### Problem to work on
Whenever a line below mentions the word "enum", that line should be copied.

### Stored items
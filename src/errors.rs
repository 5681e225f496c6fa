//! Error types for the round settlement core.
//!
//! Placement rejections are user-correctable and surfaced synchronously with
//! a machine-readable reason code; settlement and store failures are
//! recoverable per bet and retried under a bounded budget.

use thiserror::Error;

/// Reasons a bet placement is rejected.
///
/// These are the only user-visible failures and are never retried
/// automatically.
#[derive(Debug, Clone, PartialEq, Eq, Error)]
pub enum PlaceError {
    /// The target round is not accepting bets (wrong phase, past the lock
    /// boundary, or the round has already been drained).
    #[error("round not open for betting")]
    RoundNotOpen,

    /// stake * quantity exceeds the player's effective balance.
    #[error("insufficient balance")]
    InsufficientBalance,

    /// The bet selection is not in the game's allowed bet kinds, or its
    /// value is outside the game's domain.
    #[error("invalid bet: {0}")]
    InvalidBet(String),

    /// No game is configured under the requested id.
    #[error("unknown game: {0}")]
    UnknownGame(String),
}

impl PlaceError {
    /// Stable machine-readable code for API responses.
    pub fn code(&self) -> &'static str {
        match self {
            PlaceError::RoundNotOpen => "ROUND_NOT_OPEN",
            PlaceError::InsufficientBalance => "INSUFFICIENT_BALANCE",
            PlaceError::InvalidBet(_) => "INVALID_BET_KIND",
            PlaceError::UnknownGame(_) => "UNKNOWN_GAME",
        }
    }
}

/// Failures while settling an individual bet.
///
/// Each failed bet is retried independently so one player's failure never
/// blocks settlement for others.
#[derive(Debug, Clone, Error)]
pub enum SettlementError {
    #[error("payout calculation failed: {0}")]
    Payout(String),

    #[error("balance commit failed: {0}")]
    Commit(String),

    #[error("balance commit timed out")]
    CommitTimeout,
}

/// Failures from the authoritative balance store boundary.
#[derive(Debug, Clone, Error)]
pub enum StoreError {
    #[error("store unavailable: {0}")]
    Unavailable(String),

    #[error("unknown player: {0}")]
    UnknownPlayer(String),

    #[error("commit rejected: {0}")]
    Rejected(String),
}

/// Rule-book loading and validation errors.
#[derive(Debug, Error)]
pub enum ConfigError {
    #[error("failed to read rules file: {0}")]
    Io(#[from] std::io::Error),

    #[error("failed to parse rules file: {0}")]
    Parse(#[from] toml::de::Error),

    #[error("invalid rule set '{game}': {reason}")]
    InvalidRuleSet { game: String, reason: String },

    #[error("duplicate game id: {0}")]
    DuplicateGame(String),
}

/// Top-level error for engine startup and operation.
#[derive(Debug, Error)]
pub enum EngineError {
    #[error(transparent)]
    Config(#[from] ConfigError),

    #[error(transparent)]
    Store(#[from] StoreError),

    #[error("engine I/O error: {0}")]
    Io(#[from] std::io::Error),
}

pub type EngineResult<T> = Result<T, EngineError>;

### Answer below
pub enum PlaceError {
pub enum SettlementError {
pub enum StoreError {
pub enum ConfigError {
pub enum EngineError {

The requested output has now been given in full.